Среди исследователей распространено мнение, что культура сталинского времени представляет собой более или менее гомогенный предмет, а тоталитарный дискурс, соответственно, является монолитным и монологичным[478]
. Принято считать, что этот дискурс окончательно установился к середине 1930-х годов, материализовавшись и явившись гражданам прежде всего в газете «Правда», которая к этому времени добилась исключительного статуса в советском медиальном ландшафте. Тогда как во времена нэпа слово «Правды» обладало властью наряду с другими авторитетными источниками, к середине 1930-х годов оно уже воспринималось как собственно «голос Сталина»[479]. Границы этого дискурса и его внутренняя структура предстают в ряде канонических текстов, принятых и утвержденных в качестве догмы в этот период: доктрина социалистического реализма, провозглашенная Первым съездом советских писателей в 1934 году, сталинская конституция 1936 года и «Краткий курс истории ВКП(б)» 1938 года.То, что О. Мандельштам назвал «сталинской книгой»[480]

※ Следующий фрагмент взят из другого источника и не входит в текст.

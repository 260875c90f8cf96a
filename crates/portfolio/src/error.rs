//! Trade rejection taxonomy.

use thiserror::Error;
use types::{Cash, Quantity, Symbol};

/// Why a trade was rejected. All variants are recoverable; the caller
/// decides whether to adjust and resubmit. A rejected trade never mutates
/// portfolio state.
#[derive(Debug, Clone, PartialEq, Eq, Error)]
pub enum TradeError {
    /// Buy cost including the fee exceeds available cash.
    #[error("insufficient funds: need {required}, have {available}")]
    InsufficientFunds { required: Cash, available: Cash },

    /// Sell quantity exceeds the held quantity (or the symbol is not held).
    #[error("insufficient shares of {symbol}: tried to sell {requested}, holding {held}")]
    InsufficientShares {
        symbol: Symbol,
        requested: Quantity,
        held: Quantity,
    },

    /// The symbol does not exist in the instrument catalog.
    #[error("unknown symbol: {0}")]
    UnknownSymbol(Symbol),

    /// Quantity must be a positive whole number of shares.
    #[error("quantity must be a positive whole number of shares")]
    InvalidQuantity,
}
//! File-backed JSON store: one document per logical record.

use std::fs;
use std::path::{Path, PathBuf};

use types::{Instrument, Portfolio, Transaction};

use crate::store::{
    RECORD_INSTRUMENTS, RECORD_PORTFOLIO, RECORD_TRANSACTIONS, Result, Store,
};

/// Persists each logical record as `<dir>/<record>.json`.
#[derive(Debug, Clone)]
pub struct JsonFileStore {
    dir: PathBuf,
}

impl JsonFileStore {
    /// Open a store rooted at `dir`, creating the directory if needed.
    pub fn open(dir: impl Into<PathBuf>) -> Result<Self> {
        let dir = dir.into();
        fs::create_dir_all(&dir)?;
        Ok(Self { dir })
    }

    /// The directory this store writes into.
    pub fn dir(&self) -> &Path {
        &self.dir
    }

    fn record_path(&self, key: &str) -> PathBuf {
        self.dir.join(format!("{key}.json"))
    }

    fn read<T: serde::de::DeserializeOwned>(&self, key: &str) -> Result<Option<T>> {
        let path = self.record_path(key);
        if !path.exists() {
            return Ok(None);
        }
        let raw = fs::read_to_string(path)?;
        Ok(Some(serde_json::from_str(&raw)?))
    }

    fn write<T: serde::Serialize>(&self, key: &str, value: &T) -> Result<()> {
        let raw = serde_json::to_string_pretty(value)?;
        fs::write(self.record_path(key), raw)?;
        Ok(())
    }

    fn remove(&self, key: &str) -> Result<()> {
        let path = self.record_path(key);
        if path.exists() {
            fs::remove_file(path)?;
        }
        Ok(())
    }
}

impl Store for JsonFileStore {
    fn load_portfolio(&self) -> Result<Option<Portfolio>> {
        self.read(RECORD_PORTFOLIO)
    }

    fn save_portfolio(&self, portfolio: &Portfolio) -> Result<()> {
        self.write(RECORD_PORTFOLIO, portfolio)
    }

    fn load_transactions(&self) -> Result<Vec<Transaction>> {
        Ok(self.read(RECORD_TRANSACTIONS)?.unwrap_or_default())
    }

    fn append_transaction(&self, transaction: &Transaction) -> Result<()> {
        let mut transactions = self.load_transactions()?;
        transactions.push(transaction.clone());
        self.write(RECORD_TRANSACTIONS, &transactions)
    }

    fn load_instruments(&self) -> Result<Option<Vec<Instrument>>> {
        self.read(RECORD_INSTRUMENTS)
    }

    fn save_instruments(&self, instruments: &[Instrument]) -> Result<()> {
        self.write(RECORD_INSTRUMENTS, &instruments.to_vec())
    }

    fn clear(&self) -> Result<()> {
        self.remove(RECORD_PORTFOLIO)?;
        self.remove(RECORD_TRANSACTIONS)?;
        self.remove(RECORD_INSTRUMENTS)?;
        Ok(())
    }
}

// =============================================================================
// Tests
// =============================================================================
impl Account {
    /// Open a fresh account with the given starting cash.
    pub fn new(initial_cash: Cash) -> Self {
        Self {
            portfolio: Portfolio::with_initial_cash(initial_cash),
            transactions: Vec::new(),
            next_txn_id: 1,
        }
    }

    /// Rebuild an account from persisted state.
    pub fn from_parts(portfolio: Portfolio, transactions: Vec<Transaction>) -> Self {
        let next_txn_id = transactions.iter().map(|t| t.id.0).max().unwrap_or(0) + 1;
        Self {
            portfolio,
            transactions,
            next_txn_id,
        }
    }

    /// The current portfolio.
    pub fn portfolio(&self) -> &Portfolio {
        &self.portfolio
    }

    /// The transaction log, oldest first.
    pub fn transactions(&self) -> &[Transaction] {
        &self.transactions
    }

    /// The most recently recorded transaction.
    pub fn last_transaction(&self) -> Option<&Transaction> {
        self.transactions.last()
    }

    // =========================================================================
    // Trading
    // =========================================================================

    /// Buy `quantity` shares at `price`.
    ///
    /// Fails without state change if the cost including the fee exceeds
    /// available cash. On success the position is opened or merged at
    /// weighted average cost and a buy transaction is appended.
    pub fn execute_buy(
        &mut self,
        symbol: &str,
        stock_name: &str,
        quantity: Quantity,
        price: Price,
        now: Timestamp,
    ) -> Result<(), TradeError> {
        if quantity.is_zero() {
            return Err(TradeError::InvalidQuantity);
        }

        let gross = price * quantity;
        let fee = fee_for(gross);
        let total = gross + fee;

        if self.portfolio.cash < total {
            return Err(TradeError::InsufficientFunds {
                required: total,
                available: self.portfolio.cash,
            });
        }

        self.portfolio.cash -= total;

        match self
            .portfolio
            .holdings
            .iter_mut()
            .find(|h| h.symbol == symbol)
        {
            Some(holding) => {
                let new_quantity = holding.quantity + quantity;
                let new_total_cost = holding.total_cost + gross;
                holding.average_cost =
                    Price::from_float(new_total_cost.to_float() / new_quantity.raw() as f64);
                holding.quantity = new_quantity;
                holding.total_cost = new_total_cost;
                holding.current_price = price;
                holding.total_value = price * new_quantity;
            }
            None => {
                self.portfolio
                    .holdings
                    .push(Holding::opened(symbol, quantity, price));
            }
        }

        self.record(TradeSide::Buy, symbol, stock_name, quantity, price, now, gross, fee);
        Ok(())
    }

    /// Sell `quantity` shares at `price`.
    ///
    /// Fails without state change if the symbol is not held or the held
    /// quantity is too small. Selling the entire position removes the
    /// holding; a partial sell reduces quantity and cost basis
    /// proportionally, leaving the average cost unchanged.
    pub fn execute_sell(
        &mut self,
        symbol: &str,
        stock_name: &str,
        quantity: Quantity,
        price: Price,
        now: Timestamp,
    ) -> Result<(), TradeError> {
        if quantity.is_zero() {
            return Err(TradeError::InvalidQuantity);
        }

        let Some(index) = self
            .portfolio
            .holdings
            .iter()
            .position(|h| h.symbol == symbol)
        else {
            return Err(TradeError::InsufficientShares {
                symbol: symbol.to_string(),
                requested: quantity,
                held: Quantity::ZERO,
            });
        };

        let held = self.portfolio.holdings[index].quantity;
        if held < quantity {
            return Err(TradeError::InsufficientShares {
                symbol: symbol.to_string(),
                requested: quantity,
                held,
            });
        }

        let gross = price * quantity;
        let fee = fee_for(gross);
        self.portfolio.cash += gross - fee;

        if held == quantity {
            self.portfolio.holdings.remove(index);
        } else {
            let holding = &mut self.portfolio.holdings[index];
            holding.quantity -= quantity;
            holding.total_cost -= holding.average_cost * quantity;
            holding.current_price = price;
            holding.total_value = price * holding.quantity;
        }

        self.record(TradeSide::Sell, symbol, stock_name, quantity, price, now, gross, fee);
        Ok(())
    }

    #[allow(clippy::too_many_arguments)]
    fn record(
        &mut self,
        side: TradeSide,
        symbol: &str,
        stock_name: &str,
        quantity: Quantity,
        price: Price,
        now: Timestamp,
        gross: Cash,
        fee: Cash,
    ) {
        let txn = Transaction {
            id: TransactionId(self.next_txn_id),
            side,
            symbol: symbol.to_string(),
            stock_name: stock_name.to_string(),
            quantity,
            price,
            timestamp: now,
            gross_value: gross,
            fee,
        };
        self.next_txn_id += 1;

        tracing::info!(
            side = %txn.side,
            symbol = %txn.symbol,
            quantity = %txn.quantity,
            price = %txn.price,
            fee = %txn.fee,
            "trade executed"
        );
        self.transactions.push(txn);
    }

    // =========================================================================
    // Valuation
    // =========================================================================

    /// Recompute every derived figure from current instrument prices.
    ///
    /// Holdings and portfolio totals are fully recomputed, never patched:
    /// the instrument's price and previous close are the single source of
    /// truth for valuation. The portfolio's previous total value is derived
    /// as `total_value - day_change` from these freshly recomputed figures,
    /// with the percentage denominator guarded against zero.
    pub fn refresh(&mut self, instruments: &HashMap<Symbol, Instrument>) {
        for holding in &mut self.portfolio.holdings {
            let Some(instrument) = instruments.get(&holding.symbol) else {
                tracing::warn!(
                    symbol = %holding.symbol,
                    "holding references an instrument missing from the catalog; keeping stale valuation"
                );
                continue;
            };

            let price = instrument.price;
            holding.current_price = price;
            holding.total_value = price * holding.quantity;
            holding.gain_loss = holding.total_value - holding.total_cost;
            holding.gain_loss_percent = if holding.total_cost.is_positive() {
                holding.gain_loss.to_float() / holding.total_cost.to_float() * 100.0
            } else {
                0.0
            };

            let day_move = price - instrument.previous_close;
            holding.day_change = day_move * holding.quantity;
            holding.day_change_percent = if instrument.previous_close.is_positive() {
                day_move.to_float() / instrument.previous_close.to_float() * 100.0
            } else {
                0.0
            };
        }

        let portfolio = &mut self.portfolio;
        let holdings_value: Cash = portfolio.holdings.iter().map(|h| h.total_value).sum();
        portfolio.total_value = portfolio.cash + holdings_value;
        portfolio.all_time_return = portfolio.total_value - portfolio.initial_value;
        portfolio.all_time_return_percent = if portfolio.initial_value.is_positive() {
            portfolio.all_time_return.to_float() / portfolio.initial_value.to_float() * 100.0
        } else {
            0.0
        };

        portfolio.day_change = portfolio.holdings.iter().map(|h| h.day_change).sum();
        let previous_total = portfolio.total_value - portfolio.day_change;
        portfolio.day_change_percent = if previous_total.is_positive() {
            portfolio.day_change.to_float() / previous_total.to_float() * 100.0
        } else {
            0.0
        };
    }
}
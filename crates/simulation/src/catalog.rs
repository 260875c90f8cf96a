//! The static instrument seed catalog and initial history backfill.
//!
//! 53 instruments across 8 sectors. The engine tolerates any catalog whose
//! entries satisfy the instrument invariants (positive price and previous
//! close, unique symbols); this one exists so a session works out of the box.

use rand::Rng;
use rand::rngs::StdRng;
use types::{Cash, Instrument, Price, PricePoint, Sector, Timestamp, VolatilityTier};

use types::Sector::*;
use types::VolatilityTier::{High, Low, Medium};

const DAY_MS: u64 = 24 * 60 * 60 * 1_000;

#[allow(clippy::too_many_arguments)]
fn stock(
    symbol: &str,
    name: &str,
    price: f64,
    previous_close: f64,
    volume: u64,
    market_cap: f64,
    sector: Sector,
    volatility: VolatilityTier,
    description: &str,
) -> Instrument {
    Instrument::seeded(
        symbol,
        name,
        sector,
        volatility,
        Price::from_float(price),
        Price::from_float(previous_close),
        volume,
        Cash::from_float(market_cap),
        description,
    )
}

/// The built-in seed catalog.
#[rustfmt::skip]
pub fn default_catalog() -> Vec<Instrument> {
    vec![
        // Technology
        stock("AAPL", "Apple Inc.", 178.50, 175.30, 52_000_000, 2.80e12, Technology, Medium, "Consumer electronics and software giant"),
        stock("MSFT", "Microsoft Corporation", 378.25, 375.80, 28_000_000, 2.81e12, Technology, Medium, "Software, cloud computing, and AI leader"),
        stock("GOOGL", "Alphabet Inc.", 142.15, 140.90, 24_000_000, 1.78e12, Technology, Medium, "Search engine and digital advertising leader"),
        stock("AMZN", "Amazon.com Inc.", 178.35, 176.20, 48_000_000, 1.84e12, Technology, High, "E-commerce and cloud computing giant"),
        stock("META", "Meta Platforms Inc.", 488.75, 485.20, 16_000_000, 1.24e12, Technology, High, "Social media and virtual reality company"),
        stock("NVDA", "NVIDIA Corporation", 875.28, 868.50, 42_000_000, 2.16e12, Technology, High, "Graphics processing and AI chip manufacturer"),
        stock("TSLA", "Tesla Inc.", 242.84, 238.45, 95_000_000, 7.70e11, Technology, High, "Electric vehicles and clean energy"),
        stock("NFLX", "Netflix Inc.", 485.30, 482.15, 8_500_000, 2.10e11, Technology, High, "Streaming entertainment service"),
        stock("INTC", "Intel Corporation", 43.25, 42.80, 38_000_000, 1.80e11, Technology, Medium, "Semiconductor chip manufacturer"),
        stock("AMD", "Advanced Micro Devices", 168.45, 165.90, 52_000_000, 2.72e11, Technology, High, "Semiconductor and processor company"),
        stock("ORCL", "Oracle Corporation", 118.50, 117.25, 12_000_000, 3.25e11, Technology, Low, "Enterprise software and cloud solutions"),
        stock("ADBE", "Adobe Inc.", 562.75, 558.40, 3_200_000, 2.58e11, Technology, Medium, "Creative and marketing software"),
        stock("CRM", "Salesforce Inc.", 285.60, 282.90, 6_800_000, 2.78e11, Technology, Medium, "Cloud-based CRM software"),
        stock("CSCO", "Cisco Systems", 52.35, 51.90, 18_000_000, 2.12e11, Technology, Low, "Networking hardware and software"),

        // Healthcare
        stock("JNJ", "Johnson & Johnson", 156.80, 156.20, 8_500_000, 3.85e11, Healthcare, Low, "Pharmaceutical and consumer health products"),
        stock("UNH", "UnitedHealth Group", 524.30, 521.85, 3_200_000, 4.90e11, Healthcare, Low, "Health insurance and care services"),
        stock("PFE", "Pfizer Inc.", 28.45, 28.15, 42_000_000, 1.60e11, Healthcare, Medium, "Pharmaceutical manufacturer"),
        stock("ABBV", "AbbVie Inc.", 172.90, 171.50, 6_500_000, 3.05e11, Healthcare, Low, "Biopharmaceutical company"),
        stock("TMO", "Thermo Fisher Scientific", 548.25, 545.60, 1_800_000, 2.14e11, Healthcare, Low, "Life sciences and laboratory equipment"),
        stock("MRNA", "Moderna Inc.", 95.60, 92.80, 12_000_000, 3.70e10, Healthcare, High, "Biotechnology and mRNA therapeutics"),
        stock("LLY", "Eli Lilly and Company", 785.40, 778.90, 3_500_000, 7.45e11, Healthcare, Medium, "Pharmaceutical research and development"),

        // Finance
        stock("JPM", "JPMorgan Chase & Co.", 185.75, 184.30, 12_000_000, 5.40e11, Finance, Medium, "Banking and financial services"),
        stock("BAC", "Bank of America Corp", 38.45, 38.10, 48_000_000, 3.05e11, Finance, Medium, "Banking and financial services"),
        stock("WFC", "Wells Fargo & Company", 56.80, 56.25, 22_000_000, 2.05e11, Finance, Medium, "Banking and financial services"),
        stock("GS", "Goldman Sachs Group", 458.30, 455.60, 3_200_000, 1.55e11, Finance, Medium, "Investment banking and securities"),
        stock("MS", "Morgan Stanley", 102.45, 101.80, 8_500_000, 1.72e11, Finance, Medium, "Investment banking and wealth management"),
        stock("V", "Visa Inc.", 278.90, 276.50, 7_200_000, 5.78e11, Finance, Low, "Payment processing technology"),
        stock("MA", "Mastercard Inc.", 462.35, 459.80, 3_800_000, 4.38e11, Finance, Low, "Payment processing technology"),
        stock("PYPL", "PayPal Holdings", 78.25, 77.40, 14_000_000, 8.20e10, Finance, High, "Digital payments platform"),

        // Energy
        stock("XOM", "Exxon Mobil Corporation", 112.45, 111.30, 18_000_000, 4.65e11, Energy, Medium, "Oil and gas exploration and production"),
        stock("CVX", "Chevron Corporation", 158.70, 157.25, 9_500_000, 2.95e11, Energy, Medium, "Oil and gas multinational"),
        stock("COP", "ConocoPhillips", 124.35, 123.10, 7_800_000, 1.55e11, Energy, Medium, "Exploration and production company"),
        stock("SLB", "Schlumberger Limited", 52.80, 52.15, 12_000_000, 7.40e10, Energy, Medium, "Oilfield services company"),
        stock("NEE", "NextEra Energy", 78.45, 77.90, 8_200_000, 1.57e11, Energy, Low, "Electric power and renewable energy"),

        // Consumer Goods
        stock("WMT", "Walmart Inc.", 72.85, 72.30, 9_500_000, 5.90e11, ConsumerGoods, Low, "Retail corporation"),
        stock("PG", "Procter & Gamble", 165.40, 164.75, 6_800_000, 3.95e11, ConsumerGoods, Low, "Consumer goods corporation"),
        stock("KO", "The Coca-Cola Company", 61.25, 60.85, 14_000_000, 2.64e11, ConsumerGoods, Low, "Beverage manufacturer"),
        stock("PEP", "PepsiCo Inc.", 172.90, 172.15, 5_200_000, 2.38e11, ConsumerGoods, Low, "Food and beverage corporation"),
        stock("COST", "Costco Wholesale", 865.50, 860.25, 2_100_000, 3.84e11, ConsumerGoods, Low, "Membership warehouse club"),
        stock("NKE", "Nike Inc.", 108.75, 107.50, 8_500_000, 1.68e11, ConsumerGoods, Medium, "Athletic footwear and apparel"),
        stock("MCD", "McDonald's Corporation", 292.40, 290.85, 3_200_000, 2.12e11, ConsumerGoods, Low, "Fast food restaurant chain"),
        stock("SBUX", "Starbucks Corporation", 98.65, 97.90, 7_800_000, 1.13e11, ConsumerGoods, Medium, "Coffeehouse chain"),

        // Industrial
        stock("BA", "Boeing Company", 178.45, 176.80, 8_500_000, 1.09e11, Industrial, High, "Aerospace manufacturer"),
        stock("CAT", "Caterpillar Inc.", 328.75, 326.40, 3_200_000, 1.72e11, Industrial, Medium, "Construction and mining equipment"),
        stock("GE", "General Electric", 168.90, 167.25, 5_800_000, 1.85e11, Industrial, Medium, "Industrial conglomerate"),
        stock("MMM", "3M Company", 102.35, 101.70, 4_200_000, 5.70e10, Industrial, Low, "Diversified technology company"),
        stock("HON", "Honeywell International", 208.45, 206.90, 3_100_000, 1.39e11, Industrial, Low, "Industrial conglomerate"),

        // Communications
        stock("T", "AT&T Inc.", 21.85, 21.65, 32_000_000, 1.56e11, Communications, Low, "Telecommunications company"),
        stock("VZ", "Verizon Communications", 42.30, 42.05, 18_000_000, 1.77e11, Communications, Low, "Telecommunications conglomerate"),
        stock("DIS", "Walt Disney Company", 112.45, 111.30, 12_000_000, 2.05e11, Communications, Medium, "Entertainment and media conglomerate"),
        stock("CMCSA", "Comcast Corporation", 44.75, 44.35, 16_000_000, 1.82e11, Communications, Low, "Telecommunications conglomerate"),

        // Real Estate
        stock("AMT", "American Tower Corp", 218.50, 217.25, 2_100_000, 1.01e11, RealEstate, Low, "Real estate investment trust"),
        stock("PLD", "Prologis Inc.", 132.75, 131.90, 3_400_000, 1.20e11, RealEstate, Low, "Logistics real estate"),
    ]
}

// =============================================================================
// History Backfill
// =============================================================================

/// Synthesize `days` of daily OHLCV history ending at `now`.
///
/// A bounded random walk from ~20% below the current price with a slight
/// upward bias, using a per-tier daily volatility. The instrument's live
/// price is untouched; only the history buffer is populated.
pub fn backfill_history(
    instrument: &mut Instrument,
    days: u32,
    now: Timestamp,
    max_points: usize,
    rng: &mut StdRng,
) {
    if days == 0 {
        return;
    }

    let daily_volatility = match instrument.volatility {
        VolatilityTier::Low => 0.01,
        VolatilityTier::Medium => 0.02,
        VolatilityTier::High => 0.04,
    };

    // Start a year (or `days`) back, 20% below today's price
    let mut price = instrument.price.to_float() * 0.8;

    for i in (0..=days).rev() {
        let timestamp = now.saturating_sub(i as u64 * DAY_MS);

        let open = price * (1.0 + (rng.random_range(0.0..1.0) - 0.5) * daily_volatility * 0.5);
        // Slight upward bias: the walk recovers toward today's price
        let change = (rng.random_range(0.0..1.0) - 0.48) * daily_volatility;
        let close = open * (1.0 + change);
        let high = open.max(close) * (1.0 + rng.random_range(0.0..1.0) * daily_volatility * 0.5);
        let low = open.min(close) * (1.0 - rng.random_range(0.0..1.0) * daily_volatility * 0.5);
        let volume = rng.random_range(10_000_000..=60_000_000);

        instrument.record_price_point(
            PricePoint {
                timestamp,
                open: Price::from_float(open),
                high: Price::from_float(high),
                low: Price::from_float(low),
                close: Price::from_float(close),
                volume,
            },
            max_points,
        );

        price = close;
    }
}

// =============================================================================
// Tests
// =============================================================================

, — урегулированная, официально санкционированная культура — тем не менее включала в себя компонент, который по своему онтологическому статусу ставит под сомнение «монологический» подход к сталинской культуре. Таким компонентом является перевод в целом и переводная литература.В произведении переводной литературы оригинал соприсутствует наряду с переводом, и потому перевод всегда является «двойным» текстом. Так, перевод радикальным образом ставит под вопрос авторство и с ним связанную ответственность за высказывание. Кому «принадлежит» слово перевода? По высказыванию М. Бахтина, сделанному им в «Проблеме речевых жанров» (1953–1954), любое слово становится «чужим словом», когда оно включается в высказывание переводчика. Перевод можно рассматривать как очень наглядный пример игры «своего» и «чужого», которую Бахтин наблюдает в любом высказывании. В частности, двойственность перевода отвечает тезису Бахтина о двойной экспрессии чужой речи: «Чужая речь <…> имеет двойную экспрессию — свою, то есть чужую, и экспрессию приютившего эту речь высказывания»[481]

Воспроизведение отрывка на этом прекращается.